__EXERCISE INSTRUCTIONS__: In the response, the entries must appear exactly as supplied.

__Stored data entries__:
▬▬▬▬▬▬▬▬▬▬
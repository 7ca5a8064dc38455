pub mod queries;

use crate::model::{DayStory, MoodEntry, NewEntry};
use anyhow::{Context, Result};
use chrono::{Local, NaiveDate, Utc};
use rusqlite::{Connection, params};
use serde::Serialize;
use serde::de::DeserializeOwned;
use std::collections::BTreeSet;
use std::fs;
use std::path::Path;
use tracing::warn;
use uuid::Uuid;

const DAY_MS: i64 = 24 * 60 * 60 * 1000;

/// Durable store for mood entries and day stories.
///
/// Each collection is one JSON list held under a fixed record key; saves
/// rewrite the whole list. Collections stay small (a few entries per day),
/// so load-all-filter-in-memory is the deliberate design here.
pub struct EntryStore {
    conn: Connection,
}

impl EntryStore {
    pub fn open(path: &Path) -> Result<Self> {
        if let Some(parent) = path.parent() {
            fs::create_dir_all(parent)
                .with_context(|| format!("Failed to create DB directory: {}", parent.display()))?;
        }

        let conn = Connection::open(path)
            .with_context(|| format!("Failed to open SQLite DB: {}", path.display()))?;

        let store = Self { conn };
        store.init_schema()?;

        Ok(store)
    }

    pub fn init_schema(&self) -> Result<()> {
        queries::schema_statements()
            .iter()
            .try_for_each(|statement| {
                self.conn
                    .execute(statement, [])
                    .context("Failed to initialize schema")
                    .map(|_| ())
            })
    }

    /// Assigns id and timestamp, replaces any entry occupying the same
    /// (date, time-of-day) slot, and persists the full collection. Write
    /// failures propagate; the store does not retry.
    pub fn save_mood_entry(&self, new: NewEntry) -> Result<MoodEntry> {
        let entry = MoodEntry {
            id: Uuid::new_v4(),
            date: new.date,
            time_of_day: new.time_of_day,
            mood: new.mood,
            emotion_tag: new.emotion_tag,
            note: new.note,
            activities: new.activities,
            energy_level: new.energy_level,
            timestamp: Utc::now().timestamp_millis(),
        };

        let mut entries = self.mood_entries();
        entries.retain(|existing| {
            !(existing.date == entry.date && existing.time_of_day == entry.time_of_day)
        });
        entries.push(entry.clone());

        self.write_record(queries::MOOD_ENTRIES_KEY, &entries)?;

        Ok(entry)
    }

    /// All entries in insertion order. A read or parse failure is swallowed
    /// and logged; the caller sees an empty collection.
    pub fn mood_entries(&self) -> Vec<MoodEntry> {
        self.read_record(queries::MOOD_ENTRIES_KEY)
    }

    pub fn today_moods(&self) -> Vec<MoodEntry> {
        self.entries_for_date(Local::now().date_naive())
    }

    pub fn entries_for_date(&self, date: NaiveDate) -> Vec<MoodEntry> {
        self.mood_entries()
            .into_iter()
            .filter(|entry| entry.date == date)
            .collect()
    }

    /// Entries created within the last 7×24h, by creation timestamp.
    pub fn week_entries(&self) -> Vec<MoodEntry> {
        self.entries_since(Utc::now().timestamp_millis() - 7 * DAY_MS)
    }

    /// Entries created within the last 30×24h.
    pub fn month_entries(&self) -> Vec<MoodEntry> {
        self.entries_since(Utc::now().timestamp_millis() - 30 * DAY_MS)
    }

    fn entries_since(&self, cutoff_ms: i64) -> Vec<MoodEntry> {
        self.mood_entries()
            .into_iter()
            .filter(|entry| entry.timestamp >= cutoff_ms)
            .collect()
    }

    /// Unique dates that have at least one entry, newest first.
    pub fn dates_with_entries(&self) -> Vec<NaiveDate> {
        let dates = self
            .mood_entries()
            .into_iter()
            .map(|entry| entry.date)
            .collect::<BTreeSet<_>>();

        dates.into_iter().rev().collect()
    }

    /// Replace-by-date write of a rendered story.
    pub fn save_story(&self, story: DayStory) -> Result<()> {
        let mut stories = self.stories();
        stories.retain(|existing| existing.date != story.date);
        stories.push(story);

        self.write_record(queries::DAY_STORIES_KEY, &stories)
    }

    pub fn stories(&self) -> Vec<DayStory> {
        self.read_record(queries::DAY_STORIES_KEY)
    }

    pub fn today_story(&self) -> Option<DayStory> {
        self.story_for_date(Local::now().date_naive())
    }

    pub fn story_for_date(&self, date: NaiveDate) -> Option<DayStory> {
        self.stories().into_iter().find(|story| story.date == date)
    }

    /// Irreversibly erases both collections. Reset/testing flows only.
    pub fn clear_all_data(&self) -> Result<()> {
        [queries::MOOD_ENTRIES_KEY, queries::DAY_STORIES_KEY]
            .iter()
            .try_for_each(|key| {
                self.conn
                    .execute("DELETE FROM records WHERE key = ?1", params![key])
                    .with_context(|| format!("Failed to clear record: {key}"))
                    .map(|_| ())
            })
    }

    fn read_record<T: DeserializeOwned>(&self, key: &str) -> Vec<T> {
        let raw: String = match self.conn.query_row(
            "SELECT value FROM records WHERE key = ?1",
            params![key],
            |row| row.get(0),
        ) {
            Ok(value) => value,
            Err(rusqlite::Error::QueryReturnedNoRows) => return Vec::new(),
            Err(error) => {
                warn!(key, error = %error, "record read failed; treating as empty");
                return Vec::new();
            }
        };

        match serde_json::from_str(&raw) {
            Ok(items) => items,
            Err(error) => {
                warn!(key, error = %error, "malformed record; treating as empty");
                Vec::new()
            }
        }
    }

    fn write_record<T: Serialize>(&self, key: &str, items: &[T]) -> Result<()> {
        let value = serde_json::to_string(items)
            .with_context(|| format!("Failed to serialize record: {key}"))?;

        self.conn
            .execute(
                "INSERT INTO records (key, value) VALUES (?1, ?2)
                 ON CONFLICT(key) DO UPDATE SET value=excluded.value",
                params![key, value],
            )
            .with_context(|| format!("Failed to write record: {key}"))?;

        Ok(())
    }
}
▬▬▬▬▬▬▬▬▬▬
__RESULT FOR THIS EXERCISE__:
repository 7ca5a8064dc38455
pub mod queries;

use crate::model::{DayStory, MoodEntry, NewEntry};
use anyhow::{Context, Result};
use chrono::{Local, NaiveDate, Utc};
use rusqlite::{Connection, params};
use serde::Serialize;
use serde::de::DeserializeOwned;
use std::collections::BTreeSet;
use std::fs;
use std::path::Path;
use tracing::warn;
use uuid::Uuid;

const DAY_MS: i64 = 24 * 60 * 60 * 1000;

/// Durable store for mood entries and day stories.
///
/// Each collection is one JSON list held under a fixed record key; saves
/// rewrite the whole list. Collections stay small (a few entries per day),
/// so load-all-filter-in-memory is the deliberate design here.
pub struct EntryStore {
    conn: Connection,
}

impl EntryStore {
    pub fn open(path: &Path) -> Result<Self> {
        if let Some(parent) = path.parent() {
            fs::create_dir_all(parent)
                .with_context(|| format!("Failed to create DB directory: {}", parent.display()))?;
        }

        let conn = Connection::open(path)
            .with_context(|| format!("Failed to open SQLite DB: {}", path.display()))?;

        let store = Self { conn };
        store.init_schema()?;

        Ok(store)
    }

    pub fn init_schema(&self) -> Result<()> {
        queries::schema_statements()
            .iter()
            .try_for_each(|statement| {
                self.conn
                    .execute(statement, [])
                    .context("Failed to initialize schema")
                    .map(|_| ())
            })
    }

    /// Assigns id and timestamp, replaces any entry occupying the same
    /// (date, time-of-day) slot, and persists the full collection. Write
    /// failures propagate; the store does not retry.
    pub fn save_mood_entry(&self, new: NewEntry) -> Result<MoodEntry> {
        let entry = MoodEntry {
            id: Uuid::new_v4(),
            date: new.date,
            time_of_day: new.time_of_day,
            mood: new.mood,
            emotion_tag: new.emotion_tag,
            note: new.note,
            activities: new.activities,
            energy_level: new.energy_level,
            timestamp: Utc::now().timestamp_millis(),
        };

        let mut entries = self.mood_entries();
        entries.retain(|existing| {
            !(existing.date == entry.date && existing.time_of_day == entry.time_of_day)
        });
        entries.push(entry.clone());

        self.write_record(queries::MOOD_ENTRIES_KEY, &entries)?;

        Ok(entry)
    }

    /// All entries in insertion order. A read or parse failure is swallowed
    /// and logged; the caller sees an empty collection.
    pub fn mood_entries(&self) -> Vec<MoodEntry> {
        self.read_record(queries::MOOD_ENTRIES_KEY)
    }

    pub fn today_moods(&self) -> Vec<MoodEntry> {
        self.entries_for_date(Local::now().date_naive())
    }

    pub fn entries_for_date(&self, date: NaiveDate) -> Vec<MoodEntry> {
        self.mood_entries()
            .into_iter()
            .filter(|entry| entry.date == date)
            .collect()
    }

    /// Entries created within the last 7×24h, by creation timestamp.
    pub fn week_entries(&self) -> Vec<MoodEntry> {
        self.entries_since(Utc::now().timestamp_millis() - 7 * DAY_MS)
    }

    /// Entries created within the last 30×24h.
    pub fn month_entries(&self) -> Vec<MoodEntry> {
        self.entries_since(Utc::now().timestamp_millis() - 30 * DAY_MS)
    }

    fn entries_since(&self, cutoff_ms: i64) -> Vec<MoodEntry> {
        self.mood_entries()
            .into_iter()
            .filter(|entry| entry.timestamp >= cutoff_ms)
            .collect()
    }

    /// Unique dates that have at least one entry, newest first.
    pub fn dates_with_entries(&self) -> Vec<NaiveDate> {
        let dates = self
            .mood_entries()
            .into_iter()
            .map(|entry| entry.date)
            .collect::<BTreeSet<_>>();

        dates.into_iter().rev().collect()
    }

    /// Replace-by-date write of a rendered story.
    pub fn save_story(&self, story: DayStory) -> Result<()> {
        let mut stories = self.stories();
        stories.retain(|existing| existing.date != story.date);
        stories.push(story);

        self.write_record(queries::DAY_STORIES_KEY, &stories)
    }

    pub fn stories(&self) -> Vec<DayStory> {
        self.read_record(queries::DAY_STORIES_KEY)
    }

    pub fn today_story(&self) -> Option<DayStory> {
        self.story_for_date(Local::now().date_naive())
    }

    pub fn story_for_date(&self, date: NaiveDate) -> Option<DayStory> {
        self.stories().into_iter().find(|story| story.date == date)
    }

    /// Irreversibly erases both collections. Reset/testing flows only.
    pub fn clear_all_data(&self) -> Result<()> {
        [queries::MOOD_ENTRIES_KEY, queries::DAY_STORIES_KEY]
            .iter()
            .try_for_each(|key| {
                self.conn
                    .execute("DELETE FROM records WHERE key = ?1", params![key])
                    .with_context(|| format!("Failed to clear record: {key}"))
                    .map(|_| ())
            })
    }

    fn read_record<T: DeserializeOwned>(&self, key: &str) -> Vec<T> {
        let raw: String = match self.conn.query_row(
            "SELECT value FROM records WHERE key = ?1",
            params![key],
            |row| row.get(0),
        ) {
            Ok(value) => value,
            Err(rusqlite::Error::QueryReturnedNoRows) => return Vec::new(),
            Err(error) => {
                warn!(key, error = %error, "record read failed; treating as empty");
                return Vec::new();
            }
        };

        match serde_json::from_str(&raw) {
            Ok(items) => items,
            Err(error) => {
                warn!(key, error = %error, "malformed record; treating as empty");
                Vec::new()
            }
        }
    }

    fn write_record<T: Serialize>(&self, key: &str, items: &[T]) -> Result<()> {
        let value = serde_json::to_string(items)
            .with_context(|| format!("Failed to serialize record: {key}"))?;

        self.conn
            .execute(
                "INSERT INTO records (key, value) VALUES (?1, ?2)
                 ON CONFLICT(key) DO UPDATE SET value=excluded.value",
                params![key, value],
            )
            .with_context(|| format!("Failed to write record: {key}"))?;

        Ok(())
    }
}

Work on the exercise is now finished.